The good news: there's still time to fix it

Ten years ago, the most effective branding exercise the internet registry market has ever seen began. And to celebrate the anniversary, its owner is going to strangle it.

At the ICANN meeting in Montreal this month, the Government of Colombia booked a meeting room, prepared a Powerpoint presentation and invited representatives of the world's largest registry operators to attend. Once there, they were offered a rare and valuable opportunity: to take over running of the .co registry.

A representative from the ministry of technology and communication ran through a 14-page slide deck to a room of people who have tried and failed, repeatedly, to emulate the success of the .co registry: an internet space that went from invisible to Superbowl ad in less than a year.

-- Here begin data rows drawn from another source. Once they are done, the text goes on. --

//! Envelope codec with opportunistic encryption.
//!
//! With a key in the [`KeySlot`], every non-handshake message is
//! serialized, sealed, and sent as
//! `{type: ENCRYPTED_REQUEST|ENCRYPTED_RESPONSE, payload: {ciphertext, nonce}}`.
//! Handshake messages always travel in clear. Inbound wrappers are unwrapped
//! exactly once.

use peershare_protocol::constants::MAX_MESSAGE_SIZE;
use peershare_protocol::{EncryptedPayload, Message, MessageType};
use tracing::trace;

use crate::LinkError;
use crate::key::KeySlot;

/// Which side of the link the codec serves; selects the wrapper type.
#[derive(Debug, Clone, Copy, PartialEq, Eq)]
pub enum Role {
    Host,
    Client,
}

impl Role {
    fn wrapper_type(self) -> MessageType {
        match self {
            Role::Host => MessageType::EncryptedResponse,
            Role::Client => MessageType::EncryptedRequest,
        }
    }
}

/// A decoded inbound message.
#[derive(Debug, Clone)]
pub struct Decoded {
    pub message: Message,
    /// Whether it arrived inside an encrypted wrapper.
    pub encrypted: bool,
}

#[derive(Debug, Clone)]
pub struct EnvelopeCodec {
    role: Role,
    key: KeySlot,
}

impl EnvelopeCodec {
    pub fn new(role: Role, key: KeySlot) -> Self {
        Self { role, key }
    }

    pub fn key(&self) -> &KeySlot {
        &self.key
    }

    /// Serializes `msg`, sealing it when a key is set.
    pub async fn encode(&self, msg: &Message) -> Result<Vec<u8>, LinkError> {
        let plain = msg.to_bytes()?;
        let frame = match self.key.get().await {
            Some(key) if !msg.msg_type.is_handshake() => {
                let sealed = peershare_crypto::encrypt(&key, &plain)?;
                let payload = EncryptedPayload {
                    ciphertext: sealed.ciphertext,
                    nonce: sealed.nonce.to_vec(),
                };
                Message::new(self.role.wrapper_type(), Some(&payload), None)?.to_bytes()?
            }
            _ => plain,
        };
        if frame.len() > MAX_MESSAGE_SIZE {
            return Err(LinkError::FrameTooLarge(frame.len()));
        }
        trace!(msg_type = ?msg.msg_type, len = frame.len(), "encoded frame");
        Ok(frame)
    }

    /// Parses an inbound frame, unwrapping one level of encryption.
    pub async fn decode(&self, frame: &[u8]) -> Result<Decoded, LinkError> {
        if frame.len() > MAX_MESSAGE_SIZE {
            return Err(LinkError::FrameTooLarge(frame.len()));
        }
        let msg = Message::from_bytes(frame)?;
        if !msg.msg_type.is_encrypted() {
            return Ok(Decoded {
                message: msg,
                encrypted: false,
            });
        }

        let key = self.key.get().await.ok_or(LinkError::NoKey)?;
        let payload: EncryptedPayload = msg
            .parse_payload()?
            .ok_or(peershare_protocol::ProtocolError::MissingPayload(msg.msg_type))?;
        let plain = peershare_crypto::decrypt(&key, &payload.ciphertext, &payload.nonce)?;
        let inner = Message::from_bytes(&plain)?;
        if inner.msg_type.is_encrypted() {
            return Err(LinkError::NestedEncryption);
        }
        Ok(Decoded {
            message: inner,
            encrypted: true,
        })
    }
}

#[cfg(test)]
mod tests {
    use super::*;
    use peershare_crypto::KeyDerivation;
    use peershare_protocol::messages::{DirectoryRequest, MetaRequest};

    fn dir_request() -> Message {
        Message::request(
            MessageType::DirectoryRequest,
            &DirectoryRequest { path: "/".into() },
            "c1",
        )
        .unwrap()
    }

    async fn keyed(role: Role, pass: &str) -> EnvelopeCodec {
        let slot = KeySlot::new();
        slot.set(KeyDerivation::with_iterations(1).derive(pass)).await;
        EnvelopeCodec::new(role, slot)
    }

    #[tokio::test]
    async fn plaintext_without_key() {
        let codec = EnvelopeCodec::new(Role::Client, KeySlot::new());
        let frame = codec.encode(&dir_request()).await.unwrap();
        let raw: serde_json::Value = serde_json::from_slice(&frame).unwrap();
        assert_eq!(raw["type"], "DIRECTORY_REQUEST");

        let decoded = codec.decode(&frame).await.unwrap();
        assert!(!decoded.encrypted);
        assert_eq!(decoded.message.correlation_id.as_deref(), Some("c1"));
    }

    #[tokio::test]
    async fn sealed_roundtrip_between_roles() {
        let client = keyed(Role::Client, "pw").await;
        let host = keyed(Role::Host, "pw").await;

        let frame = client.encode(&dir_request()).await.unwrap();
        let raw: serde_json::Value = serde_json::from_slice(&frame).unwrap();
        assert_eq!(raw["type"], "ENCRYPTED_REQUEST");
        assert!(raw.get("correlationId").is_none());
        assert!(!String::from_utf8_lossy(&frame).contains("DIRECTORY_REQUEST"));

        let decoded = host.decode(&frame).await.unwrap();
        assert!(decoded.encrypted);
        assert_eq!(decoded.message.msg_type, MessageType::DirectoryRequest);
        assert_eq!(decoded.message.correlation_id.as_deref(), Some("c1"));

        let reply = host
            .encode(&decoded.message.reply_error(404, "nope"))
            .await
            .unwrap();
        let raw: serde_json::Value = serde_json::from_slice(&reply).unwrap();
        assert_eq!(raw["type"], "ENCRYPTED_RESPONSE");
        let back = client.decode(&reply).await.unwrap();
        assert_eq!(back.message.error_payload().unwrap().code, 404);
    }

    #[tokio::test]
    async fn handshake_messages_stay_clear() {
        let codec = keyed(Role::Client, "pw").await;
        let hello = Message::request(
            MessageType::MetaRequest,
            &MetaRequest {
                message: "hello".into(),
                sealed: None,
                platform: "test".into(),
                version: "0".into(),
                protocol_version: 1,
            },
            "h1",
        )
        .unwrap();
        let frame = codec.encode(&hello).await.unwrap();
        let raw: serde_json::Value = serde_json::from_slice(&frame).unwrap();
        assert_eq!(raw["type"], "META_REQUEST");
    }

    #[tokio::test]
    async fn wrong_key_fails_to_decode() {
        let client = keyed(Role::Client, "pw").await;
        let host = keyed(Role::Host, "other").await;
        let frame = client.encode(&dir_request()).await.unwrap();
        assert!(matches!(
            host.decode(&frame).await,
            Err(LinkError::Crypto(peershare_crypto::CryptoError::Decryption))
        ));
    }

    #[tokio::test]
    async fn encrypted_frame_without_key_is_rejected() {
        let client = keyed(Role::Client, "pw").await;
        let frame = client.encode(&dir_request()).await.unwrap();
        let host = EnvelopeCodec::new(Role::Host, KeySlot::new());
        assert!(matches!(host.decode(&frame).await, Err(LinkError::NoKey)));
    }

    #[tokio::test]
    async fn nested_wrappers_are_rejected() {
        let client = keyed(Role::Client, "pw").await;
        let inner = client.encode(&dir_request()).await.unwrap();
        let inner_msg = Message::from_bytes(&inner).unwrap();
        let outer = client.encode(&inner_msg).await.unwrap();

        let host = keyed(Role::Host, "pw").await;
        assert!(matches!(
            host.decode(&outer).await,
            Err(LinkError::NestedEncryption)
        ));
    }

    #[tokio::test]
    async fn oversize_frame_is_rejected() {
        let codec = EnvelopeCodec::new(Role::Host, KeySlot::new());
        let frame = vec![b' '; MAX_MESSAGE_SIZE + 1];
        assert!(matches!(
            codec.decode(&frame).await,
            Err(LinkError::FrameTooLarge(_))
        ));
    }
}
use std::io::SeekFrom;
use std::path::{Path, PathBuf};
use std::sync::Arc;

use sha2::{Digest, Sha256};
use tokio::io::{AsyncReadExt, AsyncSeekExt};

use crate::sink::SinkFuture;
use crate::TransferError;

// ---------------------------------------------------------------------------
// Checksum helpers
// ---------------------------------------------------------------------------

/// Computes SHA-256 of `data` and returns the hex-encoded digest.
pub fn checksum_bytes(data: &[u8]) -> String {
    let mut hasher = Sha256::new();
    hasher.update(data);
    hex::encode(hasher.finalize())
}

/// SHA-256 over chunks fed in index order.
///
/// Re-reads of an index that was already hashed (retries) are ignored, so
/// the digest stays equal to a hash of the whole file.
#[derive(Debug, Default)]
pub struct OrderedDigest {
    next: u64,
    hasher: Sha256,
}

impl OrderedDigest {
    pub fn new() -> Self {
        Self::default()
    }

    /// Hashes chunk `index` if it is the next one in sequence.
    pub fn update(&mut self, index: u64, data: &[u8]) {
        if index == self.next {
            self.hasher.update(data);
            self.next += 1;
        }
    }

    /// Number of chunks hashed so far.
    pub fn chunks(&self) -> u64 {
        self.next
    }

    pub fn finalize(self) -> String {
        hex::encode(self.hasher.finalize())
    }
}

/// Guesses a MIME type from a file extension.
pub fn mime_for_name(name: &str) -> &'static str {
    let ext = Path::new(name)
        .extension()
        .and_then(|e| e.to_str())
        .map(|e| e.to_ascii_lowercase());
    match ext.as_deref() {
        Some("txt" | "log" | "md") => "text/plain",
        Some("html" | "htm") => "text/html",
        Some("css") => "text/css",
        Some("csv") => "text/csv",
        Some("json") => "application/json",
        Some("js") => "text/javascript",
        Some("pdf") => "application/pdf",
        Some("zip") => "application/zip",
        Some("gz") => "application/gzip",
        Some("png") => "image/png",
        Some("jpg" | "jpeg") => "image/jpeg",
        Some("gif") => "image/gif",
        Some("webp") => "image/webp",
        Some("svg") => "image/svg+xml",
        Some("mp3") => "audio/mpeg",
        Some("wav") => "audio/wav",
        Some("mp4") => "video/mp4",
        Some("webm") => "video/webm",
        _ => "application/octet-stream",
    }
}

// ---------------------------------------------------------------------------
// Upload sources
// ---------------------------------------------------------------------------

/// Random-access bytes to upload.
pub trait UploadSource: Send + Sync {
    fn name(&self) -> &str;

    fn mime_type(&self) -> &str;

    fn size(&self) -> u64;

    /// Reads `start..end`.
    fn read_range(&self, start: u64, end: u64) -> SinkFuture<'_, Result<Vec<u8>, TransferError>>;
}

fn check_range(start: u64, end: u64, size: u64) -> Result<(), TransferError> {
    if start > end || end > size {
        return Err(TransferError::InvalidRange { start, end, size });
    }
    Ok(())
}

/// In-memory upload source.
#[derive(Debug, Clone)]
pub struct MemorySource {
    name: String,
    mime_type: String,
    data: Arc<[u8]>,
}

impl MemorySource {
    pub fn new(name: impl Into<String>, data: impl Into<Arc<[u8]>>) -> Self {
        let name = name.into();
        let mime_type = mime_for_name(&name).to_string();
        Self {
            name,
            mime_type,
            data: data.into(),
        }
    }

    pub fn with_mime_type(mut self, mime_type: impl Into<String>) -> Self {
        self.mime_type = mime_type.into();
        self
    }
}

impl UploadSource for MemorySource {
    fn name(&self) -> &str {
        &self.name
    }

    fn mime_type(&self) -> &str {
        &self.mime_type
    }

    fn size(&self) -> u64 {
        self.data.len() as u64
    }

    fn read_range(&self, start: u64, end: u64) -> SinkFuture<'_, Result<Vec<u8>, TransferError>> {
        let result = check_range(start, end, self.size())
            .map(|()| self.data[start as usize..end as usize].to_vec());
        Box::pin(async move { result })
    }
}

/// Upload source backed by a file on disk. Each read opens its own handle
/// so concurrent reads never share a cursor.
#[derive(Debug, Clone)]
pub struct LocalFileSource {
    path: PathBuf,
    name: String,
    mime_type: String,
    size: u64,
}

impl LocalFileSource {
    pub async fn open(path: impl AsRef<Path>) -> Result<Self, TransferError> {
        let path = path.as_ref().to_path_buf();
        let meta = tokio::fs::metadata(&path).await?;
        if !meta.is_file() {
            return Err(TransferError::InvalidPath(format!(
                "not a regular file: {}",
                path.display()
            )));
        }
        let name = path
            .file_name()
            .and_then(|n| n.to_str())
            .ok_or_else(|| TransferError::InvalidPath(path.display().to_string()))?
            .to_string();
        let mime_type = mime_for_name(&name).to_string();
        Ok(Self {
            path,
            name,
            mime_type,
            size: meta.len(),
        })
    }
}

impl UploadSource for LocalFileSource {
    fn name(&self) -> &str {
        &self.name
    }

    fn mime_type(&self) -> &str {
        &self.mime_type
    }

    fn size(&self) -> u64 {
        self.size
    }

    fn read_range(&self, start: u64, end: u64) -> SinkFuture<'_, Result<Vec<u8>, TransferError>> {
        Box::pin(async move {
            check_range(start, end, self.size)?;
            let mut file = tokio::fs::File::open(&self.path).await?;
            file.seek(SeekFrom::Start(start)).await?;
            let mut buf = vec![0u8; (end - start) as usize];
            file.read_exact(&mut buf).await?;
            Ok(buf)
        })
    }
}

#[cfg(test)]
mod tests {
    use super::*;
    use tempfile::TempDir;

    #[test]
    fn checksum_bytes_deterministic() {
        let a = checksum_bytes(b"hello world");
        assert_eq!(a, checksum_bytes(b"hello world"));
        assert_eq!(a.len(), 64);
        assert_ne!(a, checksum_bytes(b"hello world!"));
    }

    #[test]
    fn ordered_digest_matches_whole_hash_despite_rereads() {
        let mut d = OrderedDigest::new();
        d.update(0, b"abc");
        d.update(0, b"abc");
        d.update(2, b"ghi");
        d.update(1, b"def");
        d.update(2, b"ghi");
        assert_eq!(d.chunks(), 3);
        assert_eq!(d.finalize(), checksum_bytes(b"abcdefghi"));
    }

    #[test]
    fn mime_guess() {
        assert_eq!(mime_for_name("notes.TXT"), "text/plain");
        assert_eq!(mime_for_name("photo.jpeg"), "image/jpeg");
        assert_eq!(mime_for_name("noext"), "application/octet-stream");
    }

    #[tokio::test]
    async fn memory_source_reads_ranges() {
        let src = MemorySource::new("a.txt", b"0123456789".to_vec());
        assert_eq!(src.mime_type(), "text/plain");
        assert_eq!(src.read_range(2, 5).await.unwrap(), b"234");
        assert!(src.read_range(5, 11).await.is_err());
    }

    #[tokio::test]
    async fn local_file_source_reads_ranges() {
        let dir = TempDir::new().unwrap();
        let path = dir.path().join("data.bin");
        std::fs::write(&path, b"abcdefghij").unwrap();

        let src = LocalFileSource::open(&path).await.unwrap();
        assert_eq!(src.name(), "data.bin");
        assert_eq!(src.size(), 10);
        assert_eq!(src.read_range(7, 10).await.unwrap(), b"hij");
        assert_eq!(src.read_range(10, 10).await.unwrap(), b"");
    }

    #[tokio::test]
    async fn local_file_source_rejects_directories() {
        let dir = TempDir::new().unwrap();
        assert!(LocalFileSource::open(dir.path()).await.is_err());
    }
}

If attendees had hoped the presentation would provide some insights, however, they were disappointed: the presentation could have described any one of hundreds of registries. Likewise, the list of characteristics the government was seeking in a new contract provider was no more than a simple checkbox of technical requirements that assumes the only function of a registry operator is to provide a "dumb backend" technical service.

Which brought it to the all-important evaluation criteria, comprising four factors: economic proposal, technical proposal, national industry score and handicap workers score. Each was given a weighted score of 70, 19, 10 and 1 respectively. And with that, it became very clear that Colombia is about to make a colossal mistake with its .co internet space.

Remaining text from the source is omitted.